BEGIN MATERIAL SUPPLIED
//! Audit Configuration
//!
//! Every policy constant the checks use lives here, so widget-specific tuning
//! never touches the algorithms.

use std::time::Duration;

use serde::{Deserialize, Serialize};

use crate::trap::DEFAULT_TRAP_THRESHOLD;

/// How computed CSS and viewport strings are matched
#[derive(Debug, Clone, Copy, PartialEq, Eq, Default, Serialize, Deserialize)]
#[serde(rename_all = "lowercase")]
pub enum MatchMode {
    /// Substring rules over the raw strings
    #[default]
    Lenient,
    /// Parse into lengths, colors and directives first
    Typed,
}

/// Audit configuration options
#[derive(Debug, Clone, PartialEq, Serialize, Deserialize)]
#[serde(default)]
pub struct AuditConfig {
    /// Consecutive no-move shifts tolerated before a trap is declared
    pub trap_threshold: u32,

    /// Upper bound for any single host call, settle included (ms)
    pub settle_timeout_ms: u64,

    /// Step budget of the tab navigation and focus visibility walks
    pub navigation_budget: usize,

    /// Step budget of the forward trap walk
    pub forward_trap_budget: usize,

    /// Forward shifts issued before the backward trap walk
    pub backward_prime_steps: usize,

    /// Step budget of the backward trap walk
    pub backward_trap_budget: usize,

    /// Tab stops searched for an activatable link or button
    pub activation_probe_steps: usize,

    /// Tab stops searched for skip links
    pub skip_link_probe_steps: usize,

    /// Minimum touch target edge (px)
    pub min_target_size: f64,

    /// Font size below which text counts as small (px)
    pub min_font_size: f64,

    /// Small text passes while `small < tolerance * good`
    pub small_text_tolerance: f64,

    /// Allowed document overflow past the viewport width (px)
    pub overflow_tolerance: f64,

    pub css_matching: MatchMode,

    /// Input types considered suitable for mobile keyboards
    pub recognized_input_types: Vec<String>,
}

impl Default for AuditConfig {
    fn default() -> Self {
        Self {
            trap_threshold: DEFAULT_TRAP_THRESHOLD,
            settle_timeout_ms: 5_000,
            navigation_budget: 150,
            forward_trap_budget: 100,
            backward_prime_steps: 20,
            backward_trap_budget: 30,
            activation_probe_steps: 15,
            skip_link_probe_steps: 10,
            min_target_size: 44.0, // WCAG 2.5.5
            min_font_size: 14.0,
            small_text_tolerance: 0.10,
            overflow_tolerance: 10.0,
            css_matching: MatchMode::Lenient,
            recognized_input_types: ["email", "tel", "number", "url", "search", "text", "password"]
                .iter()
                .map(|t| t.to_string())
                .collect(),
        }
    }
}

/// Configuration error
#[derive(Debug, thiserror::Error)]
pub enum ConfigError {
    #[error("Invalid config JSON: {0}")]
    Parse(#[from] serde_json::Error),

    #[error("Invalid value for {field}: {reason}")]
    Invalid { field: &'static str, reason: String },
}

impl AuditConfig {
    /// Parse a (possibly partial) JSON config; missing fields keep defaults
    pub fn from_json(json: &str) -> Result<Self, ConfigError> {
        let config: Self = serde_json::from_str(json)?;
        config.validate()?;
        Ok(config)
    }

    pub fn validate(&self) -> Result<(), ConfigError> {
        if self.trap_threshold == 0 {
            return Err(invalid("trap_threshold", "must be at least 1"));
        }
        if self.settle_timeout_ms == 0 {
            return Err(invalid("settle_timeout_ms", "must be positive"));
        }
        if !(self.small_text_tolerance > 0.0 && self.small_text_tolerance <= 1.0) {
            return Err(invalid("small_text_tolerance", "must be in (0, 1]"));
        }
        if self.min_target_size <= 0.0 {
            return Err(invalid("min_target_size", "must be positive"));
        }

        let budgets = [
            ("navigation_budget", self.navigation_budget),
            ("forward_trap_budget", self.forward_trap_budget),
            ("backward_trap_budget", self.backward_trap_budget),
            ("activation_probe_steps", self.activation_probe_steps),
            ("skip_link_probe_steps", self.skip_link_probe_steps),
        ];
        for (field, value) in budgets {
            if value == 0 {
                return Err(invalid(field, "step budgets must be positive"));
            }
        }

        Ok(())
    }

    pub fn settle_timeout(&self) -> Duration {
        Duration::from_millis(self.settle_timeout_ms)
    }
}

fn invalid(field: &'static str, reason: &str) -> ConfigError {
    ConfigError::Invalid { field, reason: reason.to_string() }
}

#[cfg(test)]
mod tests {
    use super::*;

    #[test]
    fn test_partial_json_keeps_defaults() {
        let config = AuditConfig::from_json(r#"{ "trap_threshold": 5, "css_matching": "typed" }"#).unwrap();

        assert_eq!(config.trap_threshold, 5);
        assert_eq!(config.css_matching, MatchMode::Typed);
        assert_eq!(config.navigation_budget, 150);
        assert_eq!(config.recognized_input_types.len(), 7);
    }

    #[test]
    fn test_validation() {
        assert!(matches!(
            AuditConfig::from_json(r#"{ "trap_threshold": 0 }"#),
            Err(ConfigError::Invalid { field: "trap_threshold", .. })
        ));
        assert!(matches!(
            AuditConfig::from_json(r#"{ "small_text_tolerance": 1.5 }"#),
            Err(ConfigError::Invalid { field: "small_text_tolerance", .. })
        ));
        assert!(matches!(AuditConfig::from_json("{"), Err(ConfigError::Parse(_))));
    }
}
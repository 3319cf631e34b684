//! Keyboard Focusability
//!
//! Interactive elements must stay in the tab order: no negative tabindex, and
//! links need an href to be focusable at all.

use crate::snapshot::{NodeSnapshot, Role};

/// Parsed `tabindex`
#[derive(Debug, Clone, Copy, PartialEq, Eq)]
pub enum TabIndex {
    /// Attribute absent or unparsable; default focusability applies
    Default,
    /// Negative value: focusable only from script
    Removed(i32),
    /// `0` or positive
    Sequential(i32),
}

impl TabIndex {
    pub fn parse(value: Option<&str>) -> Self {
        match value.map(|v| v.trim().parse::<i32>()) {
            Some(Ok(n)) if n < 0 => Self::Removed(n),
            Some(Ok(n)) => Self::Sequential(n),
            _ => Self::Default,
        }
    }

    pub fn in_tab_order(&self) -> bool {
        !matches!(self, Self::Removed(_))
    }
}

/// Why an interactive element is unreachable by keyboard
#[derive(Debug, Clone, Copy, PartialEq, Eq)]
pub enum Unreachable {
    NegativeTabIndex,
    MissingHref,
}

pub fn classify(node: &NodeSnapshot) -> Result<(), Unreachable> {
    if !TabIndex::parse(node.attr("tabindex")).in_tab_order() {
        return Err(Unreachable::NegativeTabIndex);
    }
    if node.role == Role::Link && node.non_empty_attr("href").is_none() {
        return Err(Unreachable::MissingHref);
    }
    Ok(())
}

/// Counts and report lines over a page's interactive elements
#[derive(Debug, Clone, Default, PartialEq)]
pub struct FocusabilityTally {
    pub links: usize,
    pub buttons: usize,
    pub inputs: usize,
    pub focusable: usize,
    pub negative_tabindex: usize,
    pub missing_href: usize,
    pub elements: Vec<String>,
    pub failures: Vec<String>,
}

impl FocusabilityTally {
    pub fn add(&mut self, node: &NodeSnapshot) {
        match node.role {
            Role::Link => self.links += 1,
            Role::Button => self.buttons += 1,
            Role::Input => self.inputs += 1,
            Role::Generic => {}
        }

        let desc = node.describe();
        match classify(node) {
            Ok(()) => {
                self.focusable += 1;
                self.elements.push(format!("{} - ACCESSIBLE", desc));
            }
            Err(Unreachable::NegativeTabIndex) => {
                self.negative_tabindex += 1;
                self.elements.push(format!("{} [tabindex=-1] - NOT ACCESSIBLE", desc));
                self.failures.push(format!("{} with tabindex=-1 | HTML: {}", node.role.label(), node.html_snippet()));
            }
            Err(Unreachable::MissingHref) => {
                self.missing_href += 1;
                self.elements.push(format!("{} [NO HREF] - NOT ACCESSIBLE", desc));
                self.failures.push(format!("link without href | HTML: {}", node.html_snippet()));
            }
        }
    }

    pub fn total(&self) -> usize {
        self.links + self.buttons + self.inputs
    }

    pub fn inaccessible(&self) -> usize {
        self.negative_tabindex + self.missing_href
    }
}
END MATERIAL SUPPLIED
__WORK REQUEST__
Go through the records and count every line with the word "inputs"; the answer is the number alone.

__TASK RESULT__
3